[Records drawn from a dataset]

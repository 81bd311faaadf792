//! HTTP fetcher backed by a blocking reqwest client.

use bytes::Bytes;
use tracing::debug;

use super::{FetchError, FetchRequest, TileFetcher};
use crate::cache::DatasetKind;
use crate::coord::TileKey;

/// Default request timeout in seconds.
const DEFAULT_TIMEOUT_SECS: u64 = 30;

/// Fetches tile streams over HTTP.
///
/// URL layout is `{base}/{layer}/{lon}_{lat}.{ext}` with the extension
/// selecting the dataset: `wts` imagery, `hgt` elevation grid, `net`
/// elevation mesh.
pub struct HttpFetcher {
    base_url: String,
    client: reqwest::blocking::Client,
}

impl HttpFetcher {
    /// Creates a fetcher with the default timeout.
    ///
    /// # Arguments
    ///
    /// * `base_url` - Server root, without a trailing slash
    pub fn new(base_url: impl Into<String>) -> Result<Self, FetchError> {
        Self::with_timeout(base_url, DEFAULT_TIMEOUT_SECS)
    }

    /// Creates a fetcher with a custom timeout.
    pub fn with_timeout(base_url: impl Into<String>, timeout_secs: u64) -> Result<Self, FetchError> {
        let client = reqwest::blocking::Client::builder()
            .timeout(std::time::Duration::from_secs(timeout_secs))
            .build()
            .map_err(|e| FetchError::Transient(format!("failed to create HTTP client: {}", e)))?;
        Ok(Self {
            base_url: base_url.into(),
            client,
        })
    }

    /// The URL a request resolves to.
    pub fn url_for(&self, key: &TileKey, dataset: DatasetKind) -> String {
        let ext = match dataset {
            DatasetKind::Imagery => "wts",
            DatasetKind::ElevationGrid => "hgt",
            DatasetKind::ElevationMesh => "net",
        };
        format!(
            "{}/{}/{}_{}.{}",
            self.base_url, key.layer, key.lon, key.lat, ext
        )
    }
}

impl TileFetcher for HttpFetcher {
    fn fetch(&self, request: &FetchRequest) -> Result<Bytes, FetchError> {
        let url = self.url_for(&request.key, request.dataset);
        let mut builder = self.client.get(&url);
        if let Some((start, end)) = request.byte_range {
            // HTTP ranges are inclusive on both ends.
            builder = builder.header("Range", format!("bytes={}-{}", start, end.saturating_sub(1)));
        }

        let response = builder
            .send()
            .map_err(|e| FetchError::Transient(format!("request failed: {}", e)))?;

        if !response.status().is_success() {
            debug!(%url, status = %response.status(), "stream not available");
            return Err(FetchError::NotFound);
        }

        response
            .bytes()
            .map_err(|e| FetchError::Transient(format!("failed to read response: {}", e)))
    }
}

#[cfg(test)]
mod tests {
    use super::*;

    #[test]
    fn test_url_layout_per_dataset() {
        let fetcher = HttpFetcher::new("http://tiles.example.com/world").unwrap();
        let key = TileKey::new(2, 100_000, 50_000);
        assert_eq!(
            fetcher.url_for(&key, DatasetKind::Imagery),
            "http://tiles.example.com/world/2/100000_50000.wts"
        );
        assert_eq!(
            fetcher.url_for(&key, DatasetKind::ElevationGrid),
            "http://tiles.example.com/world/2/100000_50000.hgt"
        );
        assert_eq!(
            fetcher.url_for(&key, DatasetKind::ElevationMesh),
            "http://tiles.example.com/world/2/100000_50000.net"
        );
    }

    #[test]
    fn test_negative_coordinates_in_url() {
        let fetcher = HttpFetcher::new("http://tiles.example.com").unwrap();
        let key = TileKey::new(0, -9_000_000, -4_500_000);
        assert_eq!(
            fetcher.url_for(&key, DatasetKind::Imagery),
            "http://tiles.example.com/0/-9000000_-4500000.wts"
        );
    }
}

**Your goal:** The answer should reproduce each entry above in full.

**Result:**
repository 81bd311faaadf792
//! HTTP fetcher backed by a blocking reqwest client.

use bytes::Bytes;
use tracing::debug;

use super::{FetchError, FetchRequest, TileFetcher};
use crate::cache::DatasetKind;
use crate::coord::TileKey;

/// Default request timeout in seconds.
const DEFAULT_TIMEOUT_SECS: u64 = 30;

/// Fetches tile streams over HTTP.
///
/// URL layout is `{base}/{layer}/{lon}_{lat}.{ext}` with the extension
/// selecting the dataset: `wts` imagery, `hgt` elevation grid, `net`
/// elevation mesh.
pub struct HttpFetcher {
    base_url: String,
    client: reqwest::blocking::Client,
}

impl HttpFetcher {
    /// Creates a fetcher with the default timeout.
    ///
    /// # Arguments
    ///
    /// * `base_url` - Server root, without a trailing slash
    pub fn new(base_url: impl Into<String>) -> Result<Self, FetchError> {
        Self::with_timeout(base_url, DEFAULT_TIMEOUT_SECS)
    }

    /// Creates a fetcher with a custom timeout.
    pub fn with_timeout(base_url: impl Into<String>, timeout_secs: u64) -> Result<Self, FetchError> {
        let client = reqwest::blocking::Client::builder()
            .timeout(std::time::Duration::from_secs(timeout_secs))
            .build()
            .map_err(|e| FetchError::Transient(format!("failed to create HTTP client: {}", e)))?;
        Ok(Self {
            base_url: base_url.into(),
            client,
        })
    }

    /// The URL a request resolves to.
    pub fn url_for(&self, key: &TileKey, dataset: DatasetKind) -> String {
        let ext = match dataset {
            DatasetKind::Imagery => "wts",
            DatasetKind::ElevationGrid => "hgt",
            DatasetKind::ElevationMesh => "net",
        };
        format!(
            "{}/{}/{}_{}.{}",
            self.base_url, key.layer, key.lon, key.lat, ext
        )
    }
}

impl TileFetcher for HttpFetcher {
    fn fetch(&self, request: &FetchRequest) -> Result<Bytes, FetchError> {
        let url = self.url_for(&request.key, request.dataset);
        let mut builder = self.client.get(&url);
        if let Some((start, end)) = request.byte_range {
            // HTTP ranges are inclusive on both ends.
            builder = builder.header("Range", format!("bytes={}-{}", start, end.saturating_sub(1)));
        }

        let response = builder
            .send()
            .map_err(|e| FetchError::Transient(format!("request failed: {}", e)))?;

        if !response.status().is_success() {
            debug!(%url, status = %response.status(), "stream not available");
            return Err(FetchError::NotFound);
        }

        response
            .bytes()
            .map_err(|e| FetchError::Transient(format!("failed to read response: {}", e)))
    }
}

#[cfg(test)]
mod tests {
    use super::*;

    #[test]
    fn test_url_layout_per_dataset() {
        let fetcher = HttpFetcher::new("http://tiles.example.com/world").unwrap();
        let key = TileKey::new(2, 100_000, 50_000);
        assert_eq!(
            fetcher.url_for(&key, DatasetKind::Imagery),
            "http://tiles.example.com/world/2/100000_50000.wts"
        );
        assert_eq!(
            fetcher.url_for(&key, DatasetKind::ElevationGrid),
            "http://tiles.example.com/world/2/100000_50000.hgt"
        );
        assert_eq!(
            fetcher.url_for(&key, DatasetKind::ElevationMesh),
            "http://tiles.example.com/world/2/100000_50000.net"
        );
    }

    #[test]
    fn test_negative_coordinates_in_url() {
        let fetcher = HttpFetcher::new("http://tiles.example.com").unwrap();
        let key = TileKey::new(0, -9_000_000, -4_500_000);
        assert_eq!(
            fetcher.url_for(&key, DatasetKind::Imagery),
            "http://tiles.example.com/0/-9000000_-4500000.wts"
        );
    }
}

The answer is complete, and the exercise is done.